Mindfulness, Gratitude, Compassion and Empathy

How often do we have time to sit silently and think? In our busy lives it may not be much time at all. We have to get the kids ready for school, rush to load the car and drive through the morning traffic, try not to yell or scream in front of the kids at the driver who didn't indicate and cut you off… again. Then you have to rush to work or an appointment only to face the pressures and stresses that the end of the day brings.

For children, life can be as hectic. They have to rush to get ready for school, get to class, focus on what is being taught and do their work. Recess comes and they get to play but that can be a frantic, enjoyable pace as well. The time to sit, think and reflect is not always a priority.

For many people their usual mind situation can be easily distracted. It can be reactive where they sweat the small stuff. Negativity, emotionality can be prevalent. We may cling to concepts, ideas or beliefs as truths. Today, an obsession with gadgets can significantly impact on our engagement with others and over all well-being.

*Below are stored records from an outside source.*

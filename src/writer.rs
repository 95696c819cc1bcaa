//! Dedicated writer task for one connection.
//!
//! Every frame bound for a connection goes through a single writer task that
//! owns the socket's write half. Sync replies and async completions from the
//! correlator share the same queue, so frames never interleave mid-write.
//!
//! # Architecture
//!
//! ```text
//! Connection engine ─┐
//! Correlator ────────┼─► mpsc::Sender<OutboundFrame> ─► Writer Task ─► Socket
//! Correlator timer ──┘
//! ```
//!
//! Sync replies use [`WriterHandle::send_flushed`], which resolves only after
//! the frame has been written and flushed. That is what lets the engine finish
//! request N's reply before it reads request N+1.

use std::io::IoSlice;
use std::sync::atomic::{AtomicUsize, Ordering};
use std::sync::Arc;
use std::time::{Duration, Instant};

use bytes::Bytes;
use tokio::io::{AsyncWrite, AsyncWriteExt};
use tokio::sync::{mpsc, oneshot};
use tokio::task::JoinHandle;

use crate::error::{GatewayError, ProtocolError, Result};
use crate::protocol::{payload_length, Header, HEADER_SIZE};

/// Default maximum pending frames before backpressure kicks in.
pub const DEFAULT_MAX_PENDING_FRAMES: usize = 1024;

/// Default channel capacity.
pub const DEFAULT_CHANNEL_CAPACITY: usize = 1024;

/// Default backpressure timeout.
pub const DEFAULT_BACKPRESSURE_TIMEOUT: Duration = Duration::from_secs(5);

/// Maximum frames to batch in a single write operation.
const MAX_BATCH_SIZE: usize = 64;

/// A frame ready to be written to the socket.
#[derive(Debug)]
pub struct OutboundFrame {
    /// Pre-encoded header (7 bytes).
    pub header: [u8; HEADER_SIZE],
    /// Payload bytes.
    pub payload: Bytes,
    /// Signalled once the frame has been written and flushed.
    flushed: Option<oneshot::Sender<()>>,
}

impl OutboundFrame {
    /// Create a new outbound frame.
    #[inline]
    pub fn new(header: &Header, payload: Bytes) -> Self {
        Self {
            header: header.encode(),
            payload,
            flushed: None,
        }
    }

    /// Response frame carrying `payload`, echoing `version`.
    ///
    /// Fails with `PayloadTooLarge` if `payload` would not fit in one frame.
    pub fn response(version: u16, payload: Bytes) -> std::result::Result<Self, ProtocolError> {
        let header = Header::response(version, payload_length(payload.len())?);
        Ok(Self::new(&header, payload))
    }

    /// Total size of this frame (header + payload).
    #[inline]
    pub fn size(&self) -> usize {
        HEADER_SIZE + self.payload.len()
    }
}

/// Configuration for the writer task.
#[derive(Debug, Clone)]
pub struct WriterConfig {
    /// Maximum pending frames before backpressure kicks in.
    pub max_pending_frames: usize,
    /// Channel capacity for frame queue.
    pub channel_capacity: usize,
    /// Timeout when waiting for backpressure to clear.
    pub backpressure_timeout: Duration,
}

impl Default for WriterConfig {
    fn default() -> Self {
        Self {
            max_pending_frames: DEFAULT_MAX_PENDING_FRAMES,
            channel_capacity: DEFAULT_CHANNEL_CAPACITY,
            backpressure_timeout: DEFAULT_BACKPRESSURE_TIMEOUT,
        }
    }
}

/// Handle for sending frames to the writer task.
///
/// This is cheaply cloneable; the correlator keeps one per pending async request.
#[derive(Clone, Debug)]
pub struct WriterHandle {
    /// Channel sender for frames.
    tx: mpsc::Sender<OutboundFrame>,
    /// Pending frame count (for backpressure).
    pending: Arc<AtomicUsize>,
    /// Maximum pending frames.
    max_pending: usize,
    /// Backpressure timeout.
    timeout: Duration,
}

impl WriterHandle {
    fn new(
        tx: mpsc::Sender<OutboundFrame>,
        pending: Arc<AtomicUsize>,
        max_pending: usize,
        timeout: Duration,
    ) -> Self {
        Self {
            tx,
            pending,
            max_pending,
            timeout,
        }
    }

    /// Queue a frame, waiting while backpressure is active.
    pub async fn send(&self, frame: OutboundFrame) -> Result<()> {
        if self.pending.load(Ordering::Acquire) >= self.max_pending {
            self.wait_for_backpressure().await?;
        }

        self.pending.fetch_add(1, Ordering::AcqRel);

        self.tx.send(frame).await.map_err(|_| {
            self.pending.fetch_sub(1, Ordering::Release);
            GatewayError::ConnectionClosed
        })
    }

    /// Queue a frame and wait until it has been written and flushed.
    ///
    /// Fails with `ConnectionClosed` if the writer task stopped before the
    /// frame reached the socket.
    pub async fn send_flushed(&self, mut frame: OutboundFrame) -> Result<()> {
        let (done_tx, done_rx) = oneshot::channel();
        frame.flushed = Some(done_tx);
        self.send(frame).await?;
        done_rx.await.map_err(|_| GatewayError::ConnectionClosed)
    }

    /// Queue a frame without waiting.
    ///
    /// Returns `Err(BackpressureTimeout)` immediately if at capacity.
    pub fn try_send(&self, frame: OutboundFrame) -> Result<()> {
        if self.pending.load(Ordering::Acquire) >= self.max_pending {
            return Err(GatewayError::BackpressureTimeout);
        }

        self.pending.fetch_add(1, Ordering::AcqRel);

        self.tx.try_send(frame).map_err(|e| {
            self.pending.fetch_sub(1, Ordering::Release);
            match e {
                mpsc::error::TrySendError::Full(_) => GatewayError::BackpressureTimeout,
                mpsc::error::TrySendError::Closed(_) => GatewayError::ConnectionClosed,
            }
        })
    }

    async fn wait_for_backpressure(&self) -> Result<()> {
        let start = Instant::now();
        let check_interval = Duration::from_micros(100);

        loop {
            if self.pending.load(Ordering::Acquire) < self.max_pending {
                return Ok(());
            }

            if start.elapsed() > self.timeout {
                return Err(GatewayError::BackpressureTimeout);
            }

            tokio::time::sleep(check_interval).await;
        }
    }

    /// Get current pending frame count.
    #[inline]
    pub fn pending_count(&self) -> usize {
        self.pending.load(Ordering::Acquire)
    }
}

/// Spawn the writer task and return a handle for sending frames.
///
/// The task exits cleanly once every [`WriterHandle`] is dropped, or with an
/// error on the first failed write. Either way the write half is dropped.
pub fn spawn_writer_task<W>(
    writer: W,
    config: &WriterConfig,
) -> (WriterHandle, JoinHandle<Result<()>>)
where
    W: AsyncWrite + Unpin + Send + 'static,
{
    let (tx, rx) = mpsc::channel(config.channel_capacity);
    let pending = Arc::new(AtomicUsize::new(0));

    let handle = WriterHandle::new(
        tx,
        pending.clone(),
        config.max_pending_frames,
        config.backpressure_timeout,
    );

    let task = tokio::spawn(writer_loop(rx, writer, pending));

    (handle, task)
}

async fn writer_loop<W>(
    mut rx: mpsc::Receiver<OutboundFrame>,
    mut writer: W,
    pending: Arc<AtomicUsize>,
) -> Result<()>
where
    W: AsyncWrite + Unpin,
{
    loop {
        let first = match rx.recv().await {
            Some(f) => f,
            None => {
                let _ = writer.shutdown().await;
                return Ok(());
            }
        };

        let mut batch = Vec::with_capacity(MAX_BATCH_SIZE);
        batch.push(first);

        while batch.len() < MAX_BATCH_SIZE {
            match rx.try_recv() {
                Ok(frame) => batch.push(frame),
                Err(_) => break,
            }
        }

        let batch_size = batch.len();
        let written = write_batch(&mut writer, &batch).await;
        pending.fetch_sub(batch_size, Ordering::Release);

        // Dropping unsent acks on error wakes waiters with ConnectionClosed.
        written?;
        for frame in batch {
            if let Some(done) = frame.flushed {
                let _ = done.send(());
            }
        }
    }
}

/// Write a batch of frames using scatter/gather I/O (write_vectored).
async fn write_batch<W>(writer: &mut W, batch: &[OutboundFrame]) -> Result<()>
where
    W: AsyncWrite + Unpin,
{
    if batch.is_empty() {
        return Ok(());
    }

    let total_size: usize = batch.iter().map(|f| f.size()).sum();
    let mut total_written = 0;

    while total_written < total_size {
        let slices = build_remaining_slices(batch, total_written);
        let written = writer.write_vectored(&slices).await?;
        if written == 0 {
            return Err(GatewayError::Io(std::io::Error::new(
                std::io::ErrorKind::WriteZero,
                "write_vectored returned 0",
            )));
        }
        total_written += written;
    }

    writer.flush().await?;
    Ok(())
}

/// Build IoSlice array for the data after the first `skip_bytes` bytes.
fn build_remaining_slices(batch: &[OutboundFrame], skip_bytes: usize) -> Vec<IoSlice<'_>> {
    let mut slices = Vec::with_capacity(batch.len() * 2);
    let mut offset = 0;

    for frame in batch {
        let header_end = offset + HEADER_SIZE;
        if skip_bytes < header_end {
            let start = skip_bytes.saturating_sub(offset);
            slices.push(IoSlice::new(&frame.header[start..]));
        }
        offset = header_end;

        if !frame.payload.is_empty() {
            let payload_end = offset + frame.payload.len();
            if skip_bytes < payload_end {
                let start = skip_bytes.saturating_sub(offset);
                slices.push(IoSlice::new(&frame.payload[start..]));
            }
            offset = payload_end;
        }
    }

    slices
}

Emotions are more powerful than the rational mind. Negative emotions are very powerful. They can stick like Velcro. While positive emotions are often fleeting and can stick like Teflon. But we can regulate our moods.

The importance of being mindful or mindfulness has been discussed in many forums of late but what does it truly mean? Mindfulness is the continuous awareness of the present moment and is accepting and without judgment. It is emotional fitness. When you are mindful you notice what is going on in your mind, emotions and body. You are accepting of this and being mindful will assist you to easily reset yourself to a calm state. It can also assist in making good choices. Mindfulness needs to be practiced for. Through meditation, formal sitting and walking we can train ourselves and our children to reflect and be mindful.

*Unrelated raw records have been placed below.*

//! # hammer-gateway
//!
//! Local inter-process gateway speaking a framed JSON protocol over Unix
//! domain sockets.
//!
//! Every frame is a 7-byte header (version, type, payload length) followed by
//! a JSON payload. Sync requests are dispatched to a named service and
//! answered in order on the same connection; async requests are registered
//! by id and completed later, out of band, on the connection that sent them.
//!
//! ## Architecture
//!
//! - **Protocol** ([`protocol`]): header codec, frame I/O, payload shapes
//! - **Dispatch** ([`handler`]): service name → handler registry
//! - **Correlator** ([`correlator`]): pending async requests with deadlines
//! - **Store** ([`store`]): transactional key/value store with snapshots
//! - **Engine** ([`connection`], [`server`]): per-connection read loop and accept loop
//!
//! ## Example
//!
//! ```no_run
//! use hammer_gateway::Gateway;
//!
//! #[tokio::main]
//! async fn main() -> hammer_gateway::Result<()> {
//!     let gateway = Gateway::builder()
//!         .socket_path("/tmp/hammer-gateway.sock")
//!         .snapshot_path("data/memdb.json")
//!         .build()?;
//!
//!     gateway
//!         .serve(async {
//!             let _ = tokio::signal::ctrl_c().await;
//!         })
//!         .await?;
//!     gateway.store().persist()?;
//!     Ok(())
//! }
//! ```

pub mod codec;
pub mod config;
pub mod connection;
pub mod control;
pub mod correlator;
pub mod error;
pub mod handler;
pub mod plugins;
pub mod protocol;
pub mod routes;
pub mod server;
pub mod store;
pub mod transport;
pub mod writer;

mod client;
mod gateway;

pub use client::GatewayClient;
pub use config::GatewayConfig;
pub use correlator::{AsyncCorrelator, CompletionSlot};
pub use error::{GatewayError, Result};
pub use gateway::{Gateway, GatewayBuilder};
pub use handler::{AsyncHandler, ServiceHandler, ServiceRegistry};
pub use protocol::{AsyncEnvelope, Request, Response};
pub use store::TransactionalStore;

We can get in the habit of being negative, of focusing on what we don't have, on what has gone wrong. Gratitude can be an antidote to this habit and can provide perspective. Gratitude can be a turbo charger for happiness.

Empathy and compassion are one of the most sustainable sources of happiness. We are wired to feel good when we help. Even just thinking of past helpful behaviours can make us feel good.

So what can we do for ourselves and for our children? Take time to reflect on the day. When you collect your son from school ask him to list three good things that happened on the day. It can assist in changing his perspective on the day from one that may be negative. Take time to be silent and think, reset yourself and be calm. It need only be a few minutes per day. Make a list of what we are truly grateful or write a letter of thanks to someone. This can assist us in assessing the importance of what we see as negative and of how lucky we are. Consider how you have been helpful in the past or how you can be helpful. We are sitting on a goldmine of happiness but we just don't know about it.

Mr John Stewart

Head of Junior School


Traffic Management

We have received complaints from local residents and a call from the local police to remind parents that they must not block intersections and roundabouts around the College, particularly the Shenton Road/Stirling Road roundabout. This includes stopping and waiting to be able to turn left into Stirling Road from Shenton Road to pick up your child. Claremont police have advised that they will be policing the road rules in relation to intersections and roundabouts in the coming days and if you happen to be caught, you will be fined. Please show consideration when you are picking up your child and ensure you do not create traffic jams, block driveways, park in places that are not permitted and block access ways.

Saunders Street east of Wright Avenue is not to be used for dropping off your child.

Traffic congestion around the College is an issue for the College with the Town of Claremont and its residents and we ask that you be considerate and courteous to others.